There are two paragraphs buried in
Charles Rycroft's book,”The
Innocence of Dreams,” that I think are worthy of reading
at least a couple times every year. They summarize a fundamental
problem facing us in our widely-accepted assumptions and illustrate
their ultimate poverty and dead end.
Charles Rycroft (1914-1998) |
Rycroft wrote clearly in
the best British tradition, was a moderate, sensible psychoanalyst
who even worked for a while with R. D. Laing, and was widely
influential in the last half of the twentieth century. This
particular book, “The Innocence of Dreams,” was not
particularly valuable to me and seemed to be rather derivative,
except perhaps in its opposition to hardcore Freudian dream
interpretation. But here is a bit that I think is just a gem (pp.
68-69):
One
of the obstacles to conceiving of dreams as having meaning and to
recognizing that the images appearing in them are our own thoughts
and not pseudo-perceptions is that, if they do have meaning, they
must present the self to the self as its own object – an idea which
seems puzzling and mysterious, since our usual tendency is to think
of one's self as being the subject of consciousness, and whatever we
are conscious of as being the object, and as being not-self just
because it is the object not the subject of consciousness. Even when
we look directly at a part of our own body or attempt to introspect
some particular thought or feeling we have had, we seem to do so by
dissociating that restricted aspect of our self from our self as
subject and regarding it as temporary not-self. It becomes 'me' not
'I.' And to do anything else would seem as impossible as to see the
back of one's head without using a mirror.
As Kant says somewhere, 'It is altogether beyond our powers to
explain how it should be possible that “I,” the thinking subject,
can be the object of perception to myself, able to distinguish myself
from myself,' Yet this is what we seem to be able to do while
dreaming.
…
According to Coleridge the function of imagination is
precisely that of being able to convert the self into an object. 'The
province (of the imagination) is to give consciousness to the subject
by presenting to it its conceptions objectively.'
Now Val, you might ask, what is there
about this “gem” that gets you so excited every time you read it?

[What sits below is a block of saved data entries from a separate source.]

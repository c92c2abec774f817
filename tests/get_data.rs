//! Read-path integration tests.
//!
//! These tests use real git repositories created via tempfile to verify
//! version resolution, snapshot building, and the two query styles
//! end-to-end.

mod common;

use serde_json::json;

use git_json_api::core::error::ApiError;
use git_json_api::core::types::CommitId;
use git_json_api::git::Git;
use git_json_api::repo::cache::SnapshotCache;
use git_json_api::core::vars::ContentVars;

use common::TestOrigin;

fn seeded_origin() -> TestOrigin {
    let mut origin = TestOrigin::new();
    origin.commit_file(
        "rootFile.json",
        &json!({"foo": "bar", "number": {"baz": "foo"}}),
    );
    origin.commit_file("dir/nestedFile1.json", &json!({"foo": "bar", "number": 1}));
    origin.push();
    origin.commit_file("dir/nestedFile2.json", &json!(["one", "two", "three"]));
    origin.push();
    origin
}

#[tokio::test]
async fn returns_complete_data_for_master() {
    let origin = seeded_origin();
    let repo = origin.open_repo().await;

    let result = repo.get_data("master", "", false).await.expect("get data");

    assert_eq!(result.commit_hash.as_str(), origin.head());
    assert_eq!(
        result.data,
        json!({
            "rootFile": {"foo": "bar", "number": {"baz": "foo"}},
            "dir": {
                "nestedFile1": {"foo": "bar", "number": 1},
                "nestedFile2": ["one", "two", "three"],
            },
        })
    );
}

#[tokio::test]
async fn returns_data_of_root_file() {
    let origin = seeded_origin();
    let repo = origin.open_repo().await;

    let result = repo
        .get_data("master", "rootFile", false)
        .await
        .expect("get data");

    assert_eq!(result.data, json!({"foo": "bar", "number": {"baz": "foo"}}));
}

#[tokio::test]
async fn returns_data_of_a_nested_file() {
    let origin = seeded_origin();
    let repo = origin.open_repo().await;

    let result = repo
        .get_data("master", "dir/nestedFile1", false)
        .await
        .expect("get data");

    assert_eq!(result.data, json!({"foo": "bar", "number": 1}));
}

#[tokio::test]
async fn returns_complete_data_for_older_version() {
    let origin = seeded_origin();
    let repo = origin.open_repo().await;

    let older = origin.versions[1].clone();
    let result = repo.get_data(&older, "", false).await.expect("get data");

    assert_eq!(result.commit_hash.as_str(), older);
    assert_eq!(
        result.data,
        json!({
            "rootFile": {"foo": "bar", "number": {"baz": "foo"}},
            "dir": {
                "nestedFile1": {"foo": "bar", "number": 1},
            },
        })
    );
}

#[tokio::test]
async fn lists_files_flat() {
    let origin = seeded_origin();
    let repo = origin.open_repo().await;

    let result = repo.get_data("master", "", true).await.expect("get data");

    assert_eq!(
        result.data,
        json!({
            "rootFile": {"foo": "bar", "number": {"baz": "foo"}},
            "dir/nestedFile1": {"foo": "bar", "number": 1},
            "dir/nestedFile2": ["one", "two", "three"],
        })
    );
}

#[tokio::test]
async fn lists_files_under_a_directory_with_prefix_stripped() {
    let origin = seeded_origin();
    let repo = origin.open_repo().await;

    let result = repo.get_data("master", "dir", true).await.expect("get data");

    assert_eq!(
        result.data,
        json!({
            "nestedFile1": {"foo": "bar", "number": 1},
            "nestedFile2": ["one", "two", "three"],
        })
    );
}

#[tokio::test]
async fn listing_files_of_a_leaf_path_is_not_found() {
    let origin = seeded_origin();
    let repo = origin.open_repo().await;

    let result = repo.get_data("master", "rootFile", true).await;
    assert!(matches!(result, Err(ApiError::NotFound(_))));
}

#[tokio::test]
async fn missing_document_path_is_not_found() {
    let origin = seeded_origin();
    let repo = origin.open_repo().await;

    let result = repo.get_data("master", "does/not/exist", false).await;
    assert!(matches!(result, Err(ApiError::NotFound(_))));
}

#[tokio::test]
async fn unknown_version_token_embeds_token_in_error() {
    let origin = seeded_origin();
    let repo = origin.open_repo().await;

    let result = repo.get_data("doesnotexist", "", false).await;
    match result {
        Err(ApiError::NotFound(message)) => {
            assert_eq!(message, "could not find branch or commit 'doesnotexist'");
        }
        other => panic!("expected NotFound, got {other:?}"),
    }
}

#[tokio::test]
async fn index_files_merge_into_their_directory() {
    let mut origin = TestOrigin::new();
    origin.commit_file("dir/index.json", &json!({"title": "Dir", "name": "ignored"}));
    origin.commit_file("dir/name.json", &json!("from sibling"));
    origin.push();
    let repo = origin.open_repo().await;

    let result = repo.get_data("master", "dir", false).await.expect("get data");

    // sibling files win over index-supplied keys
    assert_eq!(result.data, json!({"title": "Dir", "name": "from sibling"}));
}

#[test]
fn cache_update_is_idempotent_for_the_cached_commit() {
    let mut origin = TestOrigin::new();
    origin.commit_file("a.json", &json!({"x": 1}));
    origin.push();

    let clone_dir = origin.origin_path().parent().unwrap().join("cache-clone");
    let git = Git::open_or_clone(&clone_dir, origin.origin_path().to_str().unwrap())
        .expect("clone for cache test");
    let commit = CommitId::new(origin.head()).expect("commit id");

    let mut cache = SnapshotCache::new(ContentVars::default());
    cache.update(&git, &commit).expect("first update");
    assert_eq!(cache.commit_id(), Some(&commit));

    // A repository that does not contain the commit would fail any rebuild;
    // the second update must not touch it at all.
    let empty_dir = origin.origin_path().parent().unwrap().join("empty");
    std::fs::create_dir_all(&empty_dir).expect("create empty dir");
    common::run_git(&empty_dir, &["init"]);
    let empty = Git::open_or_clone(&empty_dir, empty_dir.to_str().unwrap()).expect("open empty");

    cache.update(&empty, &commit).expect("second update is a no-op");
    assert_eq!(cache.commit_id(), Some(&commit));
    assert_eq!(cache.document("a").expect("cached view intact"), json!({"x": 1}));
}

What is so earth-shaking about the idea that we are able to get
outside ourselves and see our selves from distant viewpoints? Isn't
that basically, simply, just good old common love – putting
yourself in the place of an other, seeing and feeling what the other
sees and feels?
Yes, yes, but it is entirely absent -
“beyond our powers,” as Kant put it – from the dominant
empirical and idealistic traditions.